Llama-based models use a different format with [INST] and [/INST] markers. Anthropic’s Claude uses \n\nHuman: and \n\nAssistant: delimiters internally. The principle is the same: structured markers that the model was trained to respect, serialized into the flat token sequence the model actually sees.

When you use a hosted API, all of this serialization happens invisibly. When you run models locally using tools like llama.cpp or Ollama, applying the correct chat template yourself is your responsibility. Getting it wrong does not produce an error - it produces subtly degraded output, because the model’s behavior was fine-tuned against a specific format.

Practical Patterns for Production

A few patterns that experienced practitioners use consistently:

Separate persona from constraints. A system prompt that mixes “you are a friendly assistant” with “never discuss competitor products” is harder to maintain and debug than one with explicit sections. Use clear structural separation, even in plain text.

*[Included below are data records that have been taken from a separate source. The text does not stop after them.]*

use crate::error::{GalleryError, Result};
use bytes::Bytes;
use chrono::Utc;
use remote::RemoteStore;
use std::path::Path;
use std::sync::Arc;
use tracing::{info, warn};

/// A local file waiting to be uploaded, with its collision-free remote name.
#[derive(Debug, Clone, PartialEq, Eq)]
pub struct PendingUpload {
    file_name: String,
    object_name: String,
    bytes: Bytes,
}

impl PendingUpload {
    pub fn new(file_name: impl Into<String>, bytes: impl Into<Bytes>) -> Self {
        Self::at(file_name, bytes, Utc::now().timestamp_millis())
    }

    /// Same as [`PendingUpload::new`] with an explicit upload timestamp in Unix millis.
    pub fn at(file_name: impl Into<String>, bytes: impl Into<Bytes>, millis: i64) -> Self {
        let file_name = file_name.into();
        Self {
            object_name: object_name(&file_name, millis),
            file_name,
            bytes: bytes.into(),
        }
    }

    pub async fn from_path(path: &Path) -> std::io::Result<Self> {
        let bytes = tokio::fs::read(path).await?;
        let file_name = path
            .file_name()
            .map(|n| n.to_string_lossy().into_owned())
            .unwrap_or_default();
        Ok(Self::new(file_name, bytes))
    }

    pub fn file_name(&self) -> &str {
        &self.file_name
    }

    pub fn object_name(&self) -> &str {
        &self.object_name
    }

    pub fn bytes(&self) -> &Bytes {
        &self.bytes
    }

    pub fn content_type(&self) -> Option<&'static str> {
        infer::get(&self.bytes).map(|kind| kind.mime_type())
    }
}

/// `<base>_<millis>.<ext>`, with the name reduced to storage-safe ASCII.
pub fn object_name(file_name: &str, millis: i64) -> String {
    let (base, ext) = match file_name.rsplit_once('.') {
        Some((base, "")) if !base.is_empty() => (base, None),
        Some((base, ext)) if !base.is_empty() => (base, Some(ext)),
        _ => (file_name, None),
    };
    let base = storage_safe(base);
    match ext {
        Some(ext) => format!("{base}_{millis}.{}", storage_safe(ext)),
        None => format!("{base}_{millis}"),
    }
}

fn storage_safe(s: &str) -> String {
    s.chars()
        .map(|c| {
            if c.is_ascii_alphanumeric() || matches!(c, '.' | '_' | '-') {
                c
            } else {
                '_'
            }
        })
        .collect()
}

/// Final path segment of a public URL, ignoring any query or fragment.
pub fn object_name_from_url(url: &str) -> Option<&str> {
    let path = url.trim().split(['?', '#']).next()?;
    path.rsplit('/').next().filter(|name| !name.is_empty())
}

#[derive(Clone)]
pub struct ImageTransfer {
    remote: Arc<dyn RemoteStore>,
}

impl ImageTransfer {
    pub fn new(remote: Arc<dyn RemoteStore>) -> Self {
        Self { remote }
    }

    /// Uploads the file and returns its public URL. Either step failing is fatal.
    pub async fn upload(&self, file: &PendingUpload) -> Result<String> {
        self.remote
            .upload_blob(file.object_name(), file.bytes().clone(), file.content_type())
            .await
            .map_err(GalleryError::BlobTransfer)?;
        let url = self
            .remote
            .resolve_public_url(file.object_name())
            .await
            .map_err(GalleryError::BlobTransfer)?;
        info!(object_name = file.object_name(), %url, "uploaded image");
        Ok(url)
    }

    /// Best-effort delete of the blob behind `url`. Failures are logged only.
    pub async fn discard(&self, url: Option<&str>) {
        let Some(object_name) = url.and_then(object_name_from_url) else {
            return;
        };
        if let Err(source) = self.remote.delete_blob(object_name).await {
            let err = GalleryError::BlobCleanup {
                object_name: object_name.to_string(),
                source,
            };
            warn!(error = %err, "image cleanup skipped");
        }
    }

    /// Drops the superseded image, then uploads the replacement.
    pub async fn replace(&self, old_url: Option<&str>, new_file: &PendingUpload) -> Result<String> {
        self.discard(old_url).await;
        self.upload(new_file).await
    }
}

#[cfg(test)]
mod tests {
    use super::*;

    #[test]
    fn object_name_appends_timestamp_before_extension() {
        assert_eq!(object_name("photo.png", 1700), "photo_1700.png");
        assert_eq!(object_name("my.photo.jpeg", 5), "my.photo_5.jpeg");
        assert_eq!(object_name("README", 9), "README_9");
        assert_eq!(object_name(".hidden", 9), ".hidden_9");
    }

    #[test]
    fn trailing_dot_is_not_an_extension() {
        assert_eq!(object_name("photo.", 3), "photo_3");
        assert_eq!(object_name("a.b.", 3), "a.b_3");
    }

    #[test]
    fn object_name_replaces_non_ascii() {
        assert_eq!(object_name("사진 1.png", 1), "___1_1.png");
        assert_eq!(object_name("a b(1).gif", 2), "a_b_1__2.gif");
    }

    #[test]
    fn same_file_name_gets_distinct_objects() {
        let a = PendingUpload::at("photo.png", Bytes::from_static(b"a"), 1);
        let b = PendingUpload::at("photo.png", Bytes::from_static(b"b"), 2);
        assert_ne!(a.object_name(), b.object_name());
        assert_eq!(a.file_name(), b.file_name());
    }

    #[test]
    fn object_name_is_last_url_segment() {
        assert_eq!(
            object_name_from_url("https://x.co/storage/v1/object/public/images/photo_1.png"),
            Some("photo_1.png")
        );
        assert_eq!(
            object_name_from_url("https://x.co/images/photo_1.png?t=3#top"),
            Some("photo_1.png")
        );
        assert_eq!(object_name_from_url(""), None);
        assert_eq!(object_name_from_url("https://x.co/images/"), None);
    }

    #[test]
    fn png_bytes_are_sniffed() {
        let png = [0x89, b'P', b'N', b'G', 0x0D, 0x0A, 0x1A, 0x0A, 0, 0, 0, 0];
        let file = PendingUpload::at("x.png", png.to_vec(), 1);
        assert_eq!(file.content_type(), Some("image/png"));
        let text = PendingUpload::at("x.txt", b"hello".to_vec(), 1);
        assert_eq!(text.content_type(), None);
    }
}
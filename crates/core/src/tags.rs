use remote::ProjectRecord;
use std::collections::HashSet;

/// Distinct tags across `records`, in first-seen order.
pub fn extract_tags(records: &[ProjectRecord]) -> Vec<String> {
    let mut seen: HashSet<&str> = HashSet::new();
    let mut tags = Vec::new();
    for tag in records.iter().flat_map(|r| r.tags.iter()) {
        if seen.insert(tag.as_str()) {
            tags.push(tag.clone());
        }
    }
    tags
}

/// Splits form input like `"web/ ui//"` into `["web", "ui"]`.
pub fn parse_tag_input(input: &str) -> Vec<String> {
    input
        .split('/')
        .map(str::trim)
        .filter(|t| !t.is_empty())
        .map(str::to_string)
        .collect()
}

/// Inverse of [`parse_tag_input`], used to prefill edits.
pub fn join_tags(tags: &[String]) -> String {
    tags.join("/")
}
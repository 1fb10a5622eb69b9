use crate::{ProjectFields, ProjectId, ProjectRecord, RemoteError, RemoteStore};
use bytes::Bytes;
use std::collections::{HashMap, HashSet};
use std::sync::{Mutex, MutexGuard};

pub const PUBLIC_BASE: &str = "https://memory.invalid/storage/v1/object/public/images";

/// Remote operation as seen by [`MemoryStore`], in call order.
#[derive(Debug, Clone, PartialEq, Eq)]
pub enum Call {
    ListProjects,
    InsertProject(String),
    UpdateProject(ProjectId),
    DeleteProject(ProjectId),
    VerifyPassword,
    UploadBlob(String),
    ResolvePublicUrl(String),
    DeleteBlob(String),
}

impl Call {
    /// Row or blob writes; everything that changes remote state.
    pub fn is_write(&self) -> bool {
        matches!(
            self,
            Call::InsertProject(_)
                | Call::UpdateProject(_)
                | Call::DeleteProject(_)
                | Call::UploadBlob(_)
                | Call::DeleteBlob(_)
        )
    }
}

#[derive(Debug, Clone, Copy, PartialEq, Eq, Hash)]
pub enum FailurePoint {
    List,
    Insert,
    Update,
    Delete,
    PasswordCheck,
    Upload,
    ResolveUrl,
    DeleteBlob,
}

#[derive(Default)]
struct Inner {
    rows: Vec<ProjectRecord>,
    next_id: i64,
    blobs: HashMap<String, Bytes>,
    calls: Vec<Call>,
    failures: HashSet<FailurePoint>,
}

/// In-process remote store. Rows are kept newest first, like the list endpoint returns them.
pub struct MemoryStore {
    password: String,
    inner: Mutex<Inner>,
}

impl MemoryStore {
    pub fn new(password: impl Into<String>) -> Self {
        Self {
            password: password.into(),
            inner: Mutex::new(Inner {
                next_id: 1,
                ..Inner::default()
            }),
        }
    }

    /// Seed rows without recording calls. `rows` are given oldest first.
    pub fn with_rows(self, rows: Vec<ProjectFields>) -> Self {
        {
            let mut inner = self.lock();
            for fields in rows {
                let id = ProjectId::Number(inner.next_id);
                inner.next_id += 1;
                inner.rows.insert(0, ProjectRecord::from_fields(id, fields));
            }
        }
        self
    }

    pub fn with_blob(self, object_name: &str, bytes: Bytes) -> Self {
        self.lock().blobs.insert(object_name.to_string(), bytes);
        self
    }

    pub fn fail(&self, point: FailurePoint) {
        self.lock().failures.insert(point);
    }

    pub fn recover(&self, point: FailurePoint) {
        self.lock().failures.remove(&point);
    }

    pub fn calls(&self) -> Vec<Call> {
        self.lock().calls.clone()
    }

    pub fn clear_calls(&self) {
        self.lock().calls.clear();
    }

    pub fn rows(&self) -> Vec<ProjectRecord> {
        self.lock().rows.clone()
    }

    pub fn blob(&self, object_name: &str) -> Option<Bytes> {
        self.lock().blobs.get(object_name).cloned()
    }

    pub fn blob_names(&self) -> Vec<String> {
        let mut names: Vec<String> = self.lock().blobs.keys().cloned().collect();
        names.sort();
        names
    }

    fn lock(&self) -> MutexGuard<'_, Inner> {
        // A poisoned lock only means a test panicked mid-call; the data is still usable.
        self.inner.lock().unwrap_or_else(|e| e.into_inner())
    }

    fn record(&self, call: Call, point: FailurePoint) -> Result<MutexGuard<'_, Inner>, RemoteError> {
        let mut inner = self.lock();
        inner.calls.push(call);
        if inner.failures.contains(&point) {
            return Err(RemoteError::Status {
                status: 500,
                body: format!("injected failure at {point:?}"),
            });
        }
        Ok(inner)
    }
}

#[async_trait::async_trait]
impl RemoteStore for MemoryStore {
    async fn list_projects(&self) -> Result<Vec<ProjectRecord>, RemoteError> {
        let inner = self.record(Call::ListProjects, FailurePoint::List)?;
        Ok(inner.rows.clone())
    }

    async fn insert_project(&self, fields: &ProjectFields) -> Result<ProjectRecord, RemoteError> {
        let mut inner = self.record(
            Call::InsertProject(fields.title.clone()),
            FailurePoint::Insert,
        )?;
        let id = ProjectId::Number(inner.next_id);
        inner.next_id += 1;
        let record = ProjectRecord::from_fields(id, fields.clone());
        inner.rows.insert(0, record.clone());
        Ok(record)
    }

    async fn update_project(
        &self,
        id: &ProjectId,
        fields: &ProjectFields,
    ) -> Result<ProjectRecord, RemoteError> {
        let mut inner = self.record(Call::UpdateProject(id.clone()), FailurePoint::Update)?;
        let row = inner
            .rows
            .iter_mut()
            .find(|r| &r.id == id)
            .ok_or_else(|| RemoteError::NotFound(id.to_string()))?;
        let img_url = fields.img_url.clone().or_else(|| row.img_url.take());
        *row = ProjectRecord::from_fields(
            id.clone(),
            ProjectFields {
                img_url,
                ..fields.clone()
            },
        );
        Ok(row.clone())
    }

    async fn delete_project(&self, id: &ProjectId) -> Result<(), RemoteError> {
        let mut inner = self.record(Call::DeleteProject(id.clone()), FailurePoint::Delete)?;
        inner.rows.retain(|r| &r.id != id);
        Ok(())
    }

    async fn verify_admin_password(&self, password: &str) -> Result<bool, RemoteError> {
        let _inner = self.record(Call::VerifyPassword, FailurePoint::PasswordCheck)?;
        Ok(password == self.password)
    }

    async fn upload_blob(
        &self,
        object_name: &str,
        bytes: Bytes,
        _content_type: Option<&str>,
    ) -> Result<(), RemoteError> {
        let mut inner = self.record(
            Call::UploadBlob(object_name.to_string()),
            FailurePoint::Upload,
        )?;
        if object_name.is_empty() {
            return Err(RemoteError::InvalidObjectName(object_name.to_string()));
        }
        if inner.blobs.contains_key(object_name) {
            return Err(RemoteError::Status {
                status: 409,
                body: format!("{object_name} already exists"),
            });
        }
        inner.blobs.insert(object_name.to_string(), bytes);
        Ok(())
    }

    async fn resolve_public_url(&self, object_name: &str) -> Result<String, RemoteError> {
        let _inner = self.record(
            Call::ResolvePublicUrl(object_name.to_string()),
            FailurePoint::ResolveUrl,
        )?;
        if object_name.is_empty() {
            return Err(RemoteError::InvalidObjectName(object_name.to_string()));
        }
        Ok(format!("{PUBLIC_BASE}/{object_name}"))
    }

    async fn delete_blob(&self, object_name: &str) -> Result<(), RemoteError> {
        let mut inner = self.record(
            Call::DeleteBlob(object_name.to_string()),
            FailurePoint::DeleteBlob,
        )?;
        inner
            .blobs
            .remove(object_name)
            .map(|_| ())
            .ok_or_else(|| RemoteError::NotFound(object_name.to_string()))
    }
}
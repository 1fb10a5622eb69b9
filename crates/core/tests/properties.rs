//! Property tests for the pure list operations.

use gallery_core::filter::{select, FilterState};
use gallery_core::store::ProjectListStore;
use gallery_core::tags::extract_tags;
use gallery_core::{ProjectFields, ProjectId, ProjectRecord};
use proptest::prelude::*;
use std::collections::HashSet;

/// Small tag alphabet so filters and duplicates actually hit.
fn tag() -> impl Strategy<Value = String> {
    prop::sample::select(vec!["web", "ui", "api", "Web", "cli", "rust"]).prop_map(str::to_string)
}

/// Records with unique, descending ids (newest first).
fn records() -> impl Strategy<Value = Vec<ProjectRecord>> {
    prop::collection::vec(prop::collection::vec(tag(), 0..4), 0..12).prop_map(|tag_lists| {
        let n = tag_lists.len() as i64;
        tag_lists
            .into_iter()
            .enumerate()
            .map(|(i, tags)| {
                ProjectRecord::from_fields(
                    ProjectId::Number(n - i as i64),
                    ProjectFields {
                        title: format!("project {i}"),
                        tags,
                        img_url: None,
                    },
                )
            })
            .collect()
    })
}

fn record(id: i64, title: &str) -> ProjectRecord {
    ProjectRecord::from_fields(
        ProjectId::Number(id),
        ProjectFields {
            title: title.to_string(),
            tags: vec![],
            img_url: None,
        },
    )
}

proptest! {
    #[test]
    fn prop_all_filter_is_identity(list in records()) {
        let selected: Vec<ProjectRecord> = select(&list, &FilterState::All).into_iter().cloned().collect();
        prop_assert_eq!(selected, list);
    }

    #[test]
    fn prop_tag_filter_partitions_list(list in records(), t in tag()) {
        let active = FilterState::Tag(t.clone());
        let selected = select(&list, &active);
        for r in &selected {
            prop_assert!(r.tags.contains(&t));
        }
        for r in list.iter().filter(|r| !selected.iter().any(|s| s.id == r.id)) {
            prop_assert!(!r.tags.contains(&t));
        }
    }

    #[test]
    fn prop_tags_are_distinct_union(list in records()) {
        let tags = extract_tags(&list);
        let unique: HashSet<&String> = tags.iter().collect();
        prop_assert_eq!(unique.len(), tags.len());

        let union: HashSet<&String> = list.iter().flat_map(|r| r.tags.iter()).collect();
        prop_assert_eq!(unique, union);
    }

    #[test]
    fn prop_insert_puts_record_first(list in records()) {
        let mut store = ProjectListStore::from(list.clone());
        let fresh = record(1_000, "fresh");
        store.insert(fresh.clone());
        prop_assert_eq!(&store.records()[0], &fresh);
        prop_assert_eq!(&store.records()[1..], list.as_slice());
    }

    #[test]
    fn prop_update_absent_id_is_noop(list in records()) {
        let mut store = ProjectListStore::from(list.clone());
        let changed = store.apply_update(&ProjectId::Number(-1), record(-1, "ghost"));
        prop_assert!(!changed);
        prop_assert_eq!(store.records(), list.as_slice());
    }

    #[test]
    fn prop_update_present_id_keeps_position(list in records(), pick in any::<prop::sample::Index>()) {
        prop_assume!(!list.is_empty());
        let pos = pick.index(list.len());
        let id = list[pos].id.clone();
        let mut store = ProjectListStore::from(list.clone());

        let replacement = ProjectRecord { title: "edited".into(), ..list[pos].clone() };
        prop_assert!(store.apply_update(&id, replacement.clone()));

        let mut expected = list.clone();
        expected[pos] = replacement;
        prop_assert_eq!(store.records(), expected.as_slice());
    }

    #[test]
    fn prop_remove_drops_exactly_one(list in records(), pick in any::<prop::sample::Index>()) {
        prop_assume!(!list.is_empty());
        let pos = pick.index(list.len());
        let id = list[pos].id.clone();
        let mut store = ProjectListStore::from(list.clone());

        prop_assert_eq!(store.remove(&id), Some(list[pos].clone()));
        prop_assert_eq!(store.len(), list.len() - 1);
        prop_assert!(store.get(&id).is_none());

        let before = store.records().to_vec();
        prop_assert_eq!(store.remove(&id), None);
        prop_assert_eq!(store.records(), before.as_slice());
    }
}
use crate::clipboard::Clipboard;
use crate::config::AppConfig;
use crate::error::{GalleryError, Result};
use crate::filter::{self, FilterState};
use crate::gate::AdminGate;
use crate::images::ImageTransfer;
use crate::models::ProjectDraft;
use crate::store::ProjectListStore;
use crate::toast::ToastNotifier;
use remote::supabase::SupabaseStore;
use remote::{ProjectFields, ProjectId, ProjectRecord, RemoteStore};
use std::sync::Arc;
use tracing::{debug, info, warn};

/// Owns the client-side state slices (cache, filter, toast) and runs every
/// mutation as gate, then remote write, then cache reconciliation.
pub struct Gallery {
    remote: Arc<dyn RemoteStore>,
    gate: AdminGate,
    images: ImageTransfer,
    store: ProjectListStore,
    filter: FilterState,
    toast: ToastNotifier,
    clipboard: Box<dyn Clipboard>,
}

impl Gallery {
    pub fn new(
        remote: Arc<dyn RemoteStore>,
        toast: ToastNotifier,
        clipboard: Box<dyn Clipboard>,
    ) -> Self {
        Self {
            gate: AdminGate::new(Arc::clone(&remote)),
            images: ImageTransfer::new(Arc::clone(&remote)),
            remote,
            store: ProjectListStore::new(),
            filter: FilterState::default(),
            toast,
            clipboard,
        }
    }

    pub fn from_config(cfg: &AppConfig, clipboard: Box<dyn Clipboard>) -> Self {
        let remote = SupabaseStore::new((&cfg.remote).into());
        Self::new(
            Arc::new(remote),
            ToastNotifier::new(cfg.toast.duration()),
            clipboard,
        )
    }

    pub async fn load(&mut self) -> Result<usize> {
        self.store.load(self.remote.as_ref()).await
    }

    pub fn projects(&self) -> &[ProjectRecord] {
        self.store.records()
    }

    pub fn project(&self, id: &ProjectId) -> Option<&ProjectRecord> {
        self.store.get(id)
    }

    pub fn tags(&self) -> Vec<String> {
        self.store.tags()
    }

    pub fn filter(&self) -> &FilterState {
        &self.filter
    }

    pub fn set_filter(&mut self, filter: FilterState) {
        self.filter = filter;
    }

    pub fn visible(&self) -> Vec<&ProjectRecord> {
        filter::select(self.store.records(), &self.filter)
    }

    pub fn toast(&self) -> &ToastNotifier {
        &self.toast
    }

    pub fn gate(&self) -> &AdminGate {
        &self.gate
    }

    pub async fn create(&mut self, draft: ProjectDraft, password: &str) -> Result<&ProjectRecord> {
        self.gate.require(password).await?;

        let ProjectDraft { title, tags, file } = draft;
        let img_url = match &file {
            Some(file) => Some(self.images.upload(file).await?),
            None => None,
        };
        let fields = ProjectFields {
            title,
            tags,
            img_url,
        };
        let record = self
            .remote
            .insert_project(&fields)
            .await
            .map_err(GalleryError::Query)?;
        info!(id = %record.id, title = %record.title, "created project");

        self.store.insert(record);
        Ok(&self.store.records()[0])
    }

    /// Without a new file the row keeps its current image, even when it is not cached.
    pub async fn update(
        &mut self,
        id: &ProjectId,
        draft: ProjectDraft,
        password: &str,
    ) -> Result<ProjectRecord> {
        self.gate.require(password).await?;

        let ProjectDraft { title, tags, file } = draft;
        let current_url = self.store.get(id).and_then(|r| r.img_url.clone());
        let img_url = match &file {
            Some(file) => Some(self.images.replace(current_url.as_deref(), file).await?),
            None => current_url,
        };
        let fields = ProjectFields {
            title,
            tags,
            img_url,
        };
        let record = self
            .remote
            .update_project(id, &fields)
            .await
            .map_err(GalleryError::Query)?;
        info!(%id, "updated project");

        if !self.store.apply_update(id, record.clone()) {
            debug!(%id, "updated project was not cached");
        }
        Ok(record)
    }

    pub async fn delete(&mut self, id: &ProjectId, password: &str) -> Result<()> {
        self.gate.require(password).await?;

        let img_url = self.store.get(id).and_then(|r| r.img_url.clone());
        self.images.discard(img_url.as_deref()).await;
        self.remote
            .delete_project(id)
            .await
            .map_err(GalleryError::Query)?;
        info!(%id, "deleted project");

        self.store.remove(id);
        Ok(())
    }

    /// Copies the title and raises a toast. Returns false when the clipboard refused.
    pub fn copy_title(&mut self, id: &ProjectId) -> Result<bool> {
        let title = self
            .store
            .get(id)
            .map(|r| r.title.clone())
            .ok_or_else(|| GalleryError::Validation(format!("no project with id {id}")))?;

        if let Err(e) = self.clipboard.set_text(&title) {
            let err = GalleryError::Clipboard(e.to_string());
            warn!(error = %err, "copy failed");
            return Ok(false);
        }
        self.toast.notify(format!("Copied \"{title}\""));
        Ok(true)
    }
}
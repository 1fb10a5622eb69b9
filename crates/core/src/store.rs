use crate::error::{GalleryError, Result};
use crate::tags::extract_tags;
use remote::{ProjectId, ProjectRecord, RemoteStore};
use tracing::info;

/// Client-side cache of confirmed remote rows, newest first.
///
/// Mutators are only called after the matching remote write succeeded.
#[derive(Debug, Clone, Default)]
pub struct ProjectListStore {
    records: Vec<ProjectRecord>,
}

impl ProjectListStore {
    pub fn new() -> Self {
        Self::default()
    }

    /// Replaces the cache with the remote list. On failure the previous cache is kept.
    pub async fn load(&mut self, remote: &dyn RemoteStore) -> Result<usize> {
        let records = remote.list_projects().await.map_err(GalleryError::Query)?;
        info!(count = records.len(), "loaded projects");
        self.records = records;
        Ok(self.records.len())
    }

    pub fn insert(&mut self, record: ProjectRecord) {
        self.records.insert(0, record);
    }

    /// Returns false when `id` is not cached.
    pub fn apply_update(&mut self, id: &ProjectId, record: ProjectRecord) -> bool {
        match self.records.iter_mut().find(|r| &r.id == id) {
            Some(slot) => {
                *slot = record;
                true
            }
            None => false,
        }
    }

    /// Returns the removed record, if it was cached.
    pub fn remove(&mut self, id: &ProjectId) -> Option<ProjectRecord> {
        let pos = self.records.iter().position(|r| &r.id == id)?;
        Some(self.records.remove(pos))
    }

    pub fn get(&self, id: &ProjectId) -> Option<&ProjectRecord> {
        self.records.iter().find(|r| &r.id == id)
    }

    pub fn records(&self) -> &[ProjectRecord] {
        &self.records
    }

    pub fn tags(&self) -> Vec<String> {
        extract_tags(&self.records)
    }

    pub fn len(&self) -> usize {
        self.records.len()
    }

    pub fn is_empty(&self) -> bool {
        self.records.is_empty()
    }
}

impl From<Vec<ProjectRecord>> for ProjectListStore {
    fn from(records: Vec<ProjectRecord>) -> Self {
        Self { records }
    }
}
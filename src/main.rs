mod cli;

use anyhow::Result;
use clap::{Parser, Subcommand};
use tracing_subscriber::EnvFilter;

use worldline::config::AgentConfig;

#[derive(Parser)]
#[command(name = "worldline", version, about = "Conversational agent with an evolving world state")]
struct Cli {
    /// Config file (defaults to ~/.worldline/config.toml)
    #[arg(long, global = true)]
    config: Option<std::path::PathBuf>,

    /// Worker model, overriding the config file
    #[arg(long, global = true)]
    model: Option<String>,

    #[command(subcommand)]
    command: Option<Command>,
}

#[derive(Subcommand)]
enum Command {
    /// Chat interactively (the default)
    Chat,
    /// Search past turns by similarity
    Search {
        query: String,
        /// Number of results
        #[arg(short, default_value_t = 5)]
        k: usize,
    },
    /// Show the last saved world state
    State,
    /// Show recent turns
    History {
        /// Number of turns
        #[arg(short, default_value_t = 20)]
        n: usize,
    },
    /// Manage the embedding model
    Model {
        #[command(subcommand)]
        action: ModelAction,
    },
}

#[derive(Subcommand)]
enum ModelAction {
    /// Download the embedding model to ~/.worldline/models/
    Download,
}

#[tokio::main]
async fn main() -> Result<()> {
    let cli = Cli::parse();

    let mut config = match &cli.config {
        Some(path) => AgentConfig::load_from(path)?,
        None => AgentConfig::load()?,
    };
    if let Some(model) = cli.model {
        config.generation.model = model;
    }

    // Logs go to stderr so the chat transcript on stdout stays clean.
    let filter =
        EnvFilter::try_new(&config.logging.level).unwrap_or_else(|_| EnvFilter::new("info"));
    tracing_subscriber::fmt()
        .with_env_filter(filter)
        .with_writer(std::io::stderr)
        .init();

    match cli.command.unwrap_or(Command::Chat) {
        Command::Chat => cli::chat::chat(config).await?,
        Command::Search { query, k } => cli::search::search(&config, &query, k).await?,
        Command::State => cli::state::state(&config)?,
        Command::History { n } => cli::history::history(&config, n)?,
        Command::Model { action } => match action {
            ModelAction::Download => {
                cli::model_download(&config.embedding).await?;
            }
        },
    }

    Ok(())
}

Test system prompt changes in isolation. The system prompt is a shared dependency for every conversation in your application. Changes to it are breaking changes. Version-control your system prompts and evaluate them on a representative set of test prompts before deploying.

Treat the user turn as untrusted input. Everything in the user turn could, in principle, be an attempt to override system instructions. This is not paranoia - it is the correct security model. Never interpolate user input directly into your system prompt. If you need to include user-provided data in the system prompt (a document they uploaded, for example), validate and sanitize it first.

Keep context history manageable. A context window of 128,000 tokens sounds generous until you realize that 20 turns of a rich conversation, with a substantial system prompt and retrieved documents, can fill it. Build context management into your architecture from the start, not as a retrofit.

Use assistant prefilling deliberately. You can inject the beginning of the assistant response to constrain the model’s output format. For example, if you need the model to always start with a JSON object, begin the assistant turn with { in your API call. The model will continue from that starting point. This is a low-overhead way to enforce structure without relying entirely on instruction following.

Every interaction with a production LLM is a structured list of messages with roles - system, user, and assistant. The system prompt is the developer’s persistent instruction layer. The user turn is the request. The assistant turn is previous model output re-injected as context, because the model is stateless between calls.

Understanding this format and its constraints - token costs, context limits, injection risks - is foundational to building reliable applications on top of language models.